NDS Hacker/Researcher
  • 257
    Posts
    15
    Years
    • Seen Oct 2, 2019
    The other day I found a webpage describing how NDS .sbnk files work, but only a bit of information of them. So I will write it here and if someone knows more we can make a fully-fledged hacking tutorial.

    What we know currently:


    • .SBNK files are like SoundFonts, but they only have pointers to other files that contain the instrument waveforms.
    • .SBNK files define how an instrument is played (ex: pitch, notes, pan, etc)
    • Each instrument is composed of 20 bytes:

    1. 8 bytes of "Region". I don't know what does this do, but we know that some soundbanks have it while others no.
    2. 4 bytes of unknnown information. Its value is 0100 by default.
    3. 4 bytes that define which .swav to use. The bytes are the position of the file in numerical/alphabetical order.
    4. 4 bytes that define which .swar to use. The first 2 bytes are which .swar files are used and the other 2 are the position of the file in numerical/alphabetical order.
    5. 6 bytes that define the instrument's settings. The 6 bytes are: Note number, Attack rate, Decay rate, Sustain rate, Release rate and Pan.
    This is the known information for now. I still need to figure WHERE is this data found inside the .SBNK and discover what the unknown bytes are.
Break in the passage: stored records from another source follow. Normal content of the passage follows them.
// RGB Engine: deterministic validation of client-side-validated asset
// contracts.
//
// SPDX-License-Identifier: Apache-2.0
//
// Written in 2019-2025 by
//     Dr Maxim Orlovsky <orlovsky@lnp-bp.org>
//
// Copyright (C) 2019-2025 LNP/BP Standards Association. All rights reserved.
// Copyright (C) 2019-2025 Dr Maxim Orlovsky. All rights reserved.
//
// Licensed under the Apache License, Version 2.0 (the "License");
// you may not use this file except in compliance with the License.
// You may obtain a copy of the License at
//
//     http://www.apache.org/licenses/LICENSE-2.0
//
// Unless required by applicable law or agreed to in writing, software
// distributed under the License is distributed on an "AS IS" BASIS,
// WITHOUT WARRANTIES OR CONDITIONS OF ANY KIND, either express or implied.
// See the License for the specific language governing permissions and
// limitations under the License.

//! Evaluation machine for schema predicates.
//!
//! Deliberately total: no loops, no recursion over data, every expression
//! evaluates in time linear in its size. The full bytecode VM used for custom
//! contract logic is an external substrate; schema-shaped asset contracts
//! need only the arithmetic conditions expressible here.

use std::collections::BTreeMap;

use crate::contract::TokenIndex;
use crate::schema::{Expr, FieldName, Predicate};

/// Named values prepared by the validation engine for a single predicate
/// evaluation: scalar u64 bindings plus per-token fraction unit sums for
/// allocation-kind owned types.
#[derive(Clone, Default, Debug)]
pub struct Bindings {
    values: BTreeMap<FieldName, u64>,
    tokens: BTreeMap<FieldName, BTreeMap<TokenIndex, u64>>,
}

impl Bindings {
    pub fn new() -> Self { Bindings::default() }

    pub fn bind(&mut self, name: impl Into<FieldName>, value: u64) {
        self.values.insert(name.into(), value);
    }

    pub fn bind_tokens(
        &mut self,
        name: impl Into<FieldName>,
        sums: BTreeMap<TokenIndex, u64>,
    ) {
        self.tokens.insert(name.into(), sums);
    }

    pub fn contains(&self, name: &FieldName) -> bool { self.values.contains_key(name) }

    pub fn val(&self, name: &FieldName) -> Result<u64, EvalError> {
        self.values
            .get(name)
            .copied()
            .ok_or_else(|| EvalError::UnboundVariable(name.clone()))
    }

    /// Fraction unit sums keyed by token index, as bound for `in.<name>` or
    /// `out.<name>` of an allocation-kind owned type.
    pub fn token_sums(&self, name: &FieldName) -> Result<&BTreeMap<TokenIndex, u64>, EvalError> {
        self.tokens
            .get(name)
            .ok_or_else(|| EvalError::UnboundVariable(name.clone()))
    }
}

/// Errors aborting predicate evaluation.
///
/// An evaluation error is not a predicate returning false: it indicates that
/// the condition could not be decided at all and leads to operation rejection
/// with the evaluation failure, not with the schema-defined failure name.
#[derive(Clone, PartialEq, Eq, Hash, Debug, Display, Error)]
#[display(doc_comments)]
#[cfg_attr(
    feature = "serde",
    derive(Serialize, Deserialize),
    serde(rename_all = "camelCase")
)]
pub enum EvalError {
    /// predicate references variable '{0}' which is not bound for the
    /// operation under validation.
    UnboundVariable(FieldName),

    /// arithmetic overflow during predicate evaluation.
    ArithmeticOverflow,
}

fn eval_expr(expr: &Expr, bindings: &Bindings) -> Result<u64, EvalError> {
    match expr {
        Expr::Const(val) => Ok(*val),
        Expr::Var(name) => bindings.val(name),
        Expr::Add(lhs, rhs) => {
            let lhs = eval_expr(lhs, bindings)?;
            let rhs = eval_expr(rhs, bindings)?;
            lhs.checked_add(rhs).ok_or(EvalError::ArithmeticOverflow)
        }
    }
}

/// Evaluates a schema predicate against the prepared bindings.
pub fn evaluate(predicate: &Predicate, bindings: &Bindings) -> Result<bool, EvalError> {
    match predicate {
        Predicate::Any => Ok(true),
        Predicate::Eq(lhs, rhs) => Ok(eval_expr(lhs, bindings)? == eval_expr(rhs, bindings)?),
        Predicate::LtEq(lhs, rhs) => Ok(eval_expr(lhs, bindings)? <= eval_expr(rhs, bindings)?),
        Predicate::Defined(name) => Ok(bindings.contains(name)),
        Predicate::Not(inner) => Ok(!evaluate(inner, bindings)?),
        Predicate::All(preds) => {
            for pred in preds {
                if !evaluate(pred, bindings)? {
                    return Ok(false);
                }
            }
            Ok(true)
        }
        Predicate::AnyOf(preds) => {
            for pred in preds {
                if evaluate(pred, bindings)? {
                    return Ok(true);
                }
            }
            Ok(false)
        }
        Predicate::TokensConserved(name) => {
            let inputs = bindings.token_sums(&FieldName::from(format!("in.{name}")))?;
            let outputs = bindings.token_sums(&FieldName::from(format!("out.{name}")))?;
            Ok(inputs == outputs)
        }
        Predicate::TokensComplete(name, whole) => {
            let whole = eval_expr(whole, bindings)?;
            let outputs = bindings.token_sums(&FieldName::from(format!("out.{name}")))?;
            Ok(outputs.values().all(|units| *units == whole))
        }
    }
}

#[cfg(test)]
mod test {
    use super::*;

    fn bindings() -> Bindings {
        let mut bindings = Bindings::new();
        bindings.bind("in.balance.sum", 1000);
        bindings.bind("out.balance.sum", 1000);
        bindings.bind("schema.maxSupply", 21_000_000);
        bindings
    }

    #[test]
    fn conservation_predicate() {
        let pred = Predicate::eq(Expr::var("in.balance.sum"), Expr::var("out.balance.sum"));
        assert_eq!(evaluate(&pred, &bindings()), Ok(true));

        let mut unbalanced = bindings();
        unbalanced.bind("out.balance.sum", 1001);
        assert_eq!(evaluate(&pred, &unbalanced), Ok(false));
    }

    #[test]
    fn unbound_variable_aborts() {
        let pred = Predicate::eq(Expr::var("in.missing.sum"), 0u64);
        assert_eq!(
            evaluate(&pred, &bindings()),
            Err(EvalError::UnboundVariable(FieldName::from("in.missing.sum")))
        );
    }

    #[test]
    fn addition_overflow_aborts() {
        let mut bindings = Bindings::new();
        bindings.bind("a", u64::MAX);
        bindings.bind("b", 1);
        let pred = Predicate::lt_eq(Expr::add(Expr::var("a"), Expr::var("b")), u64::MAX);
        assert_eq!(evaluate(&pred, &bindings), Err(EvalError::ArithmeticOverflow));
    }

    #[test]
    fn short_circuits_preserve_totality() {
        // anyOf succeeds on the first true branch even when a later branch
        // would fail to evaluate.
        let pred = Predicate::any_of([
            Predicate::eq(Expr::var("in.balance.sum"), Expr::var("out.balance.sum")),
            Predicate::eq(Expr::var("in.missing.sum"), 0u64),
        ]);
        assert_eq!(evaluate(&pred, &bindings()), Ok(true));
    }

    #[test]
    fn token_conservation_is_per_token() {
        let pred = Predicate::tokens_conserved("token");
        let mut bindings = Bindings::new();
        bindings.bind_tokens("in.token", bmap! {
            TokenIndex::with(1) => 5u64,
            TokenIndex::with(2) => 3u64,
        });
        bindings.bind_tokens("out.token", bmap! {
            TokenIndex::with(1) => 5u64,
            TokenIndex::with(2) => 3u64,
        });
        assert_eq!(evaluate(&pred, &bindings), Ok(true));

        // The same number of units under a different token index is not
        // conservation: a token changing identity is a mint plus a melt.
        bindings.bind_tokens("out.token", bmap! { TokenIndex::with(3) => 8u64 });
        assert_eq!(evaluate(&pred, &bindings), Ok(false));
    }

    #[test]
    fn token_completeness_checks_every_token() {
        let pred = Predicate::tokens_complete("token", Expr::var("op.fractions.sum"));
        let mut bindings = Bindings::new();
        bindings.bind("op.fractions.sum", 10);
        bindings.bind_tokens("out.token", bmap! {
            TokenIndex::with(1) => 10u64,
            TokenIndex::with(2) => 10u64,
        });
        assert_eq!(evaluate(&pred, &bindings), Ok(true));

        // Two tokens adding up to the whole do not make either complete.
        bindings.bind_tokens("out.token", bmap! {
            TokenIndex::with(1) => 6u64,
            TokenIndex::with(2) => 4u64,
        });
        assert_eq!(evaluate(&pred, &bindings), Ok(false));
    }

    #[test]
    fn defined_and_negation() {
        let pred = Predicate::not(Predicate::defined("op.ticker"));
        assert_eq!(evaluate(&pred, &bindings()), Ok(true));
        let pred = Predicate::defined("schema.maxSupply");
        assert_eq!(evaluate(&pred, &bindings()), Ok(true));
    }
}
    Information source: jul.rustedlogic.net

    If you find new information, please post it here and help!
     
    Well, I know that VGMTrans can export them as .dls files. This tutorial can explain how to extract them, and this webpage explains what they are. If we can extract them as downloadable sounds, edit them and convert them back to .sbnk files and insert them, we could hack them. Just a thought.

    Yes, I used the .dls files to remix Pokémon music. I tried to recompile it with hex, but I have the real trouble with the offsets. If we could have them, would be able to edit the instrument data.
     
    The data in a SBNK is organized in two parts:

    1. A list of every instrument with the offset to its data.
    2. The data of the instruments. This is where it's determined which wave to use, the volume, etc.

    What we don't know is WHERE is the 1st part.
     
    Thank you, now we know more things. I'm trying to edit a .sbnk from Pokémon Diamond, but I'm facing two problems:

    1. NDS Editor doesn't work for me. When I open a file it says "Could not open file". To get the file dumps, I had to ask help to a friend (Sphark) who dumped and sent me the .sbnk dumps.

    2. I am trying to replace a .sbnk with a bigger one, and you know what happens. I and Sphark have researched for the way an .sdat is read and we have made some progress: VGMTrans, Crystal Tile 2, etc read the new data, but the game does not.
     
    ...

    I didn't know that VGMTrans was open-source. Yes, we can try to "mod" it so it does the reverse operation, but I'm not a computer programmer. I can try to do it, but I don't know what will happen...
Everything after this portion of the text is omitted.